Recent music contests have gotten me remembering piano recitals from my childhood. I had two piano teachers. Miss Barkman taught me for 5 years. She was a quiet little lady, and I was a quiet little child. She had students go to contest, but I was shy and didn’t want to do that, so she didn’t push it. When I was in 7th grade, she moved to Florida and we found my second piano teacher, Mrs. Gilkey. She was as dramatic (“personality plus!” as my mom put it) as Miss Barkman had been quiet, and with her there was no saying no to contests or recitals – all her students did them!
She held a few recitals at her house, but soon her growing student volume necessitated a move to her church.

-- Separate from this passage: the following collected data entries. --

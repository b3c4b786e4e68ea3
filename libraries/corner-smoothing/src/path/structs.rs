use crate::bezier::Segment;

use glam::DVec2;
use serde::{Deserialize, Serialize};
use std::fmt::{Debug, Formatter, Result};

/// Structure used to represent a single anchor with its two handles along a [crate::Path].
///
/// Handles are absolute coordinates. A handle exactly equal to its anchor means there is no handle in that direction.
#[derive(Copy, Clone, PartialEq, Default, Serialize, Deserialize)]
pub struct AnchorPoint {
	pub anchor: DVec2,
	pub left_handle: DVec2,
	pub right_handle: DVec2,
	#[serde(default)]
	pub selected: bool,
}

impl Debug for AnchorPoint {
	fn fmt(&self, f: &mut Formatter<'_>) -> Result {
		let handle = |handle: DVec2| if handle == self.anchor { "n/a".to_string() } else { handle.to_string() };
		write!(f, "anchor: {}, left: {}, right: {}", self.anchor, handle(self.left_handle), handle(self.right_handle))?;
		if self.selected {
			write!(f, " (selected)")?;
		}
		Ok(())
	}
}

impl AnchorPoint {
	pub fn new(anchor: DVec2, left_handle: DVec2, right_handle: DVec2) -> Self {
		Self {
			anchor,
			left_handle,
			right_handle,
			selected: false,
		}
	}

	/// Create a sharp point whose handles both collapse onto the anchor.
	pub fn corner(anchor: DVec2) -> Self {
		Self::new(anchor, anchor, anchor)
	}

	#[must_use]
	pub fn with_selected(mut self, selected: bool) -> Self {
		self.selected = selected;
		self
	}

	/// Offset from the anchor to the left handle.
	pub fn left_delta(&self) -> DVec2 {
		self.left_handle - self.anchor
	}

	/// Offset from the anchor to the right handle.
	pub fn right_delta(&self) -> DVec2 {
		self.right_handle - self.anchor
	}

	pub fn has_left_handle(&self) -> bool {
		self.left_delta() != DVec2::ZERO
	}

	pub fn has_right_handle(&self) -> bool {
		self.right_delta() != DVec2::ZERO
	}

	/// The same point traversed in the opposite direction, so its left and right handles trade places.
	#[must_use]
	pub fn reversed(&self) -> Self {
		Self {
			left_handle: self.right_handle,
			right_handle: self.left_handle,
			..*self
		}
	}

	pub fn is_finite(&self) -> bool {
		self.anchor.is_finite() && self.left_handle.is_finite() && self.right_handle.is_finite()
	}

	/// The segment starting at this point and ending at `end`.
	pub fn to_segment(&self, end: &AnchorPoint) -> Segment {
		Segment::new(self.anchor, self.right_handle, end.left_handle, end.anchor)
	}
}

These recitals were quite lengthly (at least in my memory), and she arranged the students from easy to hard. By the time I started taking from her, I was pretty advanced, so I was usually near the end. This was really bad for a child who was nervous to begin with. I would sit in the audience, listening as the pieces became harder and harder and realizing that I would be expected to play something harder yet! And memorized, too.
One year I remember playing a Bach Invention. It wasn’t all that hard, but each phrase was just slightly different from the last and it was really hard for me to memorize. I remember as a last-ditch effort writing a couple of measures of the piece on my hand in ink pen. Did it help me get through? I don’t even remember.
Another recital I remember my right leg (which I used to pedal) began shaking while I played. That was awful also!
I tried different techniques to remain calm during the 1.5-2 hour wait before performing. For awhile I brought crochet projects along; doing that helped distract me.
As my piece de resistance, Mrs. Gilkey wanted me to perform a recital all by myself. Yep, 45 minutes of music, memorized and performed by none other that moi. So, when I was a sophomore I memorized the first movement of a Mozart concerto (which Mrs. Gilkey accompanied on the organ), and then about 8 other pieces and performed them at my church on a Sunday afternoon for a small (but hopefully appreciative) crowd. I repeated this the next year, with different music (this year the concerto was Mendelssohn).
Even today I look back and am amazed that, at one time, I could accomplish that. I remember senior year begging off from memorizing yet another barnyard of music – it was just too much to do during that year.
So what have I learned from that? Mainly, I don’t require students to memorize pieces for recitals. I think it creates a much more relaxed environment for kids to be able to use their music (although I notice that some kids do memorize very easily and that’s great).
Were you ever in recitals? Did you enjoy it?